Таким образом, с богословской перспективой соединяется, в конечном итоге, сотериологическая перспектива. И она подтверждает единство Священного Писания; ведь и в самом деле, Бог явил Себя в своей обращенности к людям, как избравший [себе союзника] Бог Завета, каковой, будучи «Богом отцов» и «Богом Израиля», вместе с тем есть «Бог народов (язы́ков)». И Он в конце времен соберет всех людей в единстве Своего царствия. Проповедь Иисуса Христа о том, что «приблизилось царствие небесное» есть, таким образом, конечная точка [этого движения]. С другой стороны, именно осмысление того, что христиане исповедуют во Христе Иисусе, заставляет нас противопоставить преемственности некий не менее отчетливый разрыв. Явление Христа есть, вместе с тем, не сводимое ни к чему иному новое событие Откровения. На такое самооткровение Бога нельзя натолкнуться при помощи индукции, опираясь на предшествующие события откровения, и точно так же нельзя проникнуть в глубину его смысла при помощи дедукции. Невозможно сказать, ни что самооткровение Бога в Ветхом Завете последовательно приводит к Иисусу Христу, ни что возможность видеть воочию Иисуса Христа стала очевидным следствием деяний Бога, в которых он Себя открывает. Скорее, следует зафиксировать следующее положение: В Иисусе Христе откровение как самооткровение Бога обретает новое ниоткуда не выводимое качество.

То обстоятельство, что доступ к Откровению необходимым образом связан с Писанием, допускает и более точное разъяснение при помощи понятий. При этом, поскольку Откровение в Писании никогда не встречается «само по себе», т. е. как богословская «идея», но всегда описывается как конкретное событие, библейское понятие откровения остается основанием и мерилом для всякой богословской рефлексии.

Здесь, во‑первых, следует упомянуть так называемое «естественное откровение», т. е. факт творения, в котором Бог являет себя как всемогущий создатель мира, поскольку он может вызвать все сущее из небытия к бытию. На этом фоне выделяется, во‑вторых, «сверхъестественное откровение», которое связано с выпавшим на долю людей событием Божьего возвещения о Себе. Такое откровение можно воспринять, следовательно, {59} существенно иным способом, в прорицаниях священников, в вещих снах и в особенности – в пророческом слове, так что при этом, поскольку трансцендентность Бога должна быть сохранена, становятся уловимы еще и некие фигуры посредников (ангелов). Среда откровения здесь постоянно – «дух».

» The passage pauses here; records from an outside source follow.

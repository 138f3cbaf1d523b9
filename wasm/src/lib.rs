use concept_map_engine::config::Config;
use concept_map_engine::ids::UuidIds;
use concept_map_engine::{Direction, Document, GraphStore, Suggestion, import_document};
use serde::Serialize;
use wasm_bindgen::prelude::*;

#[derive(Debug, Serialize)]
#[serde(rename_all = "camelCase")]
struct MergeResponse {
    document: Document,
    summary: String,
    nodes_added: usize,
    edges_added: usize,
    duplicates_skipped: usize,
    edges_dropped: usize,
}

fn js_error(error: impl std::fmt::Display) -> JsValue {
    JsValue::from_str(&error.to_string())
}

fn tidy_with(doc_json: &str, direction: Option<String>) -> Result<String, String> {
    let config = Config::default();
    let direction = match direction.as_deref() {
        Some(token) => Direction::from_token(token).ok_or_else(|| format!("unknown direction `{token}`"))?,
        None => config.layout.direction,
    };
    let document = import_document(doc_json, &config.placement).map_err(|e| e.to_string())?;
    let mut store = GraphStore::new("wasm", &config).with_graph(document.to_graph());
    store.tidy(direction);
    Document::from_graph(store.graph())
        .to_json()
        .map_err(|e| e.to_string())
}

/// Lays out an import/export document and returns it with new positions.
#[wasm_bindgen]
pub fn tidy_document(doc_json: &str, direction: Option<String>) -> Result<String, JsValue> {
    tidy_with(doc_json, direction).map_err(js_error)
}

fn merge_with(doc_json: &str, suggestion_json: &str) -> Result<String, String> {
    let config = Config::default();
    let document = import_document(doc_json, &config.placement).map_err(|e| e.to_string())?;
    let suggestion = Suggestion::from_json(suggestion_json).map_err(|e| e.to_string())?;
    let mut store = GraphStore::new("wasm", &config)
        .with_ids(UuidIds)
        .with_graph(document.to_graph());
    let report = store
        .merge_without_lease(&suggestion)
        .map_err(|e| e.to_string())?;
    let response = MergeResponse {
        document: Document::from_graph(store.graph()),
        summary: report.summary(),
        nodes_added: report.nodes_added,
        edges_added: report.edges_added,
        duplicates_skipped: report.duplicates_skipped,
        edges_dropped: report.edges_dropped,
    };
    serde_json::to_string(&response).map_err(|e| e.to_string())
}

/// Merges a `{ newNodes, newEdges }` payload into a document. Highlight
/// expiry is left to the host, which owns the clock.
#[wasm_bindgen]
pub fn merge_suggestion(doc_json: &str, suggestion_json: &str) -> Result<String, JsValue> {
    merge_with(doc_json, suggestion_json).map_err(js_error)
}
use std::collections::{BTreeMap, BTreeSet};
use std::fmt;

use crate::config::DiagnosticsConfig;
use crate::ir::Graph;

/// Advisory findings about how well a map reads as a hierarchy. Nothing here
/// blocks a mutation.
#[derive(Debug, Clone, PartialEq, Eq)]
pub enum Diagnostic {
    TooManyRoots { roots: Vec<String>, max: usize },
    HighFanOut { node_id: String, edges: usize, max: usize },
    NodeCountOutOfRange { count: usize, min: usize, max: usize },
    DisconnectedNodes { node_ids: Vec<String> },
}

impl fmt::Display for Diagnostic {
    fn fmt(&self, f: &mut fmt::Formatter<'_>) -> fmt::Result {
        match self {
            Diagnostic::TooManyRoots { roots, max } => write!(
                f,
                "{} root nodes (at most {max} recommended): {}",
                roots.len(),
                roots.join(", ")
            ),
            Diagnostic::HighFanOut {
                node_id,
                edges,
                max,
            } => write!(f, "node {node_id} has {edges} edges (at most {max} recommended)"),
            Diagnostic::NodeCountOutOfRange { count, min, max } => {
                write!(f, "{count} nodes (between {min} and {max} recommended)")
            }
            Diagnostic::DisconnectedNodes { node_ids } => {
                write!(f, "nodes without any edge: {}", node_ids.join(", "))
            }
        }
    }
}

/// Roots are connected nodes with no incoming edge. Fan-out counts every
/// edge touching a node. Edges with a missing endpoint are ignored.
pub fn diagnose(graph: &Graph, config: &DiagnosticsConfig) -> Vec<Diagnostic> {
    let mut findings = Vec::new();
    if graph.is_empty() {
        return findings;
    }

    let count = graph.nodes.len();
    if count < config.min_nodes || count > config.max_nodes {
        findings.push(Diagnostic::NodeCountOutOfRange {
            count,
            min: config.min_nodes,
            max: config.max_nodes,
        });
    }

    let mut incoming: BTreeSet<&str> = BTreeSet::new();
    let mut degree: BTreeMap<&str, usize> = BTreeMap::new();
    for edge in graph.edges.values() {
        if !graph.contains_node(&edge.source) || !graph.contains_node(&edge.target) {
            continue;
        }
        incoming.insert(edge.target.as_str());
        *degree.entry(edge.source.as_str()).or_default() += 1;
        *degree.entry(edge.target.as_str()).or_default() += 1;
    }

    let roots: Vec<String> = graph
        .nodes
        .keys()
        .filter(|id| degree.contains_key(id.as_str()) && !incoming.contains(id.as_str()))
        .cloned()
        .collect();
    if roots.len() > config.max_roots {
        findings.push(Diagnostic::TooManyRoots {
            roots,
            max: config.max_roots,
        });
    }

    for (id, edges) in &degree {
        if *edges > config.max_edges_per_node {
            findings.push(Diagnostic::HighFanOut {
                node_id: id.to_string(),
                edges: *edges,
                max: config.max_edges_per_node,
            });
        }
    }

    let isolated: Vec<String> = graph
        .nodes
        .keys()
        .filter(|id| !degree.contains_key(id.as_str()))
        .cloned()
        .collect();
    if !isolated.is_empty() && count > 1 {
        findings.push(Diagnostic::DisconnectedNodes { node_ids: isolated });
    }

    findings
}
use std::collections::BTreeMap;

use crate::ir::{Direction, Position};

#[derive(Debug, Clone, Copy, PartialEq)]
pub struct Bounds {
    pub min_x: f32,
    pub min_y: f32,
    pub max_x: f32,
    pub max_y: f32,
}

impl Bounds {
    pub fn width(&self) -> f32 {
        self.max_x - self.min_x
    }

    pub fn height(&self) -> f32 {
        self.max_y - self.min_y
    }

    pub fn center(&self) -> Position {
        Position::new(
            (self.min_x + self.max_x) / 2.0,
            (self.min_y + self.max_y) / 2.0,
        )
    }
}

#[derive(Debug, Clone, Copy, PartialEq)]
pub struct Viewport {
    pub width: f32,
    pub height: f32,
}

#[derive(Debug, Clone, PartialEq)]
pub struct LayoutResult {
    pub direction: Direction,
    /// Top-left corner per node id.
    pub positions: BTreeMap<String, Position>,
    /// Layer per connected node. Isolated nodes have no entry.
    pub ranks: BTreeMap<String, usize>,
    /// Nodes without incident edges, in id order, laid out after the last layer.
    pub overflow: Vec<String>,
    pub width: f32,
    pub height: f32,
}

#[derive(Debug, Clone, PartialEq)]
pub struct FitResult {
    pub positions: BTreeMap<String, Position>,
    pub zoom: f32,
}
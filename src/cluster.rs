use std::collections::{HashMap, VecDeque};

/// Groups candidates into connected components.
///
/// `temp_ids[i]` is the temporary id of candidate `i`, if it has one. Only
/// links whose both endpoints are candidate temp ids contribute; links to
/// existing nodes are ignored. Clusters come out ordered by their lowest
/// candidate index, members in ascending index order, and every candidate
/// lands in exactly one cluster.
pub fn cluster_candidates<'a>(
    temp_ids: &[Option<&'a str>],
    links: impl IntoIterator<Item = (&'a str, &'a str)>,
) -> Vec<Vec<usize>> {
    let mut index_of: HashMap<&str, usize> = HashMap::new();
    for (idx, temp_id) in temp_ids.iter().enumerate() {
        if let Some(id) = temp_id {
            index_of.entry(*id).or_insert(idx);
        }
    }

    let mut adjacency: Vec<Vec<usize>> = vec![Vec::new(); temp_ids.len()];
    for (source, target) in links {
        let (Some(&a), Some(&b)) = (index_of.get(source), index_of.get(target)) else {
            continue;
        };
        if a != b {
            adjacency[a].push(b);
            adjacency[b].push(a);
        }
    }

    let mut visited = vec![false; temp_ids.len()];
    let mut clusters = Vec::new();
    for start in 0..temp_ids.len() {
        if visited[start] {
            continue;
        }
        visited[start] = true;
        let mut members = vec![start];
        let mut queue = VecDeque::from([start]);
        while let Some(current) = queue.pop_front() {
            for &next in &adjacency[current] {
                if !visited[next] {
                    visited[next] = true;
                    members.push(next);
                    queue.push_back(next);
                }
            }
        }
        members.sort_unstable();
        clusters.push(members);
    }
    clusters
}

От этих двух восходящих к Священному Писанию понятий откровения следует отличать понятие «Первичного откровения». Это понятие знаменует попытку «не только феноменологически описать факт существования множества религий, но понять и объяснить его богословски»[130]. Общие различным религиям традиции, которые конкретизируются в весьма различных представлениях, положениях и формах опыта, сводятся при помощи этого понятия к одному общему истоку. То обстоятельство, что вообще существуют религии, должно иметь своей предпосылкой – таково основополагающее убеждение – некие общие «первичные содержания». В ходе богословского рассмотрения разные религии могут быть различены между собой в соответствии с тем, как они выражают в языке эти особые элементы, которые, разумеется, не везде должны иметься в наличии в одинаковой мере. – Независимо от религиоведческих исследований, находящих здесь богатое применение, с христианской точки зрения здесь важен, по крайней мере, тот факт, что богословие святоотеческой эпохи умело интегрировать эту нехристианскую религиозность в ее многообразных содержательных и институциональных формах в единую всеобъемлющую христологически‑сотериологическую перспективу. Одна цитата из Августина может служить здесь образцом:

«То содержание, которое теперь носит название христианской религии, имелось также и у древних; нельзя сказать, что оно отсутствовало от начала рода человеческого вплоть до явления Христа. Просто с этого момента истинную религию, которая уже имелась, стали называть христианской религией»[131].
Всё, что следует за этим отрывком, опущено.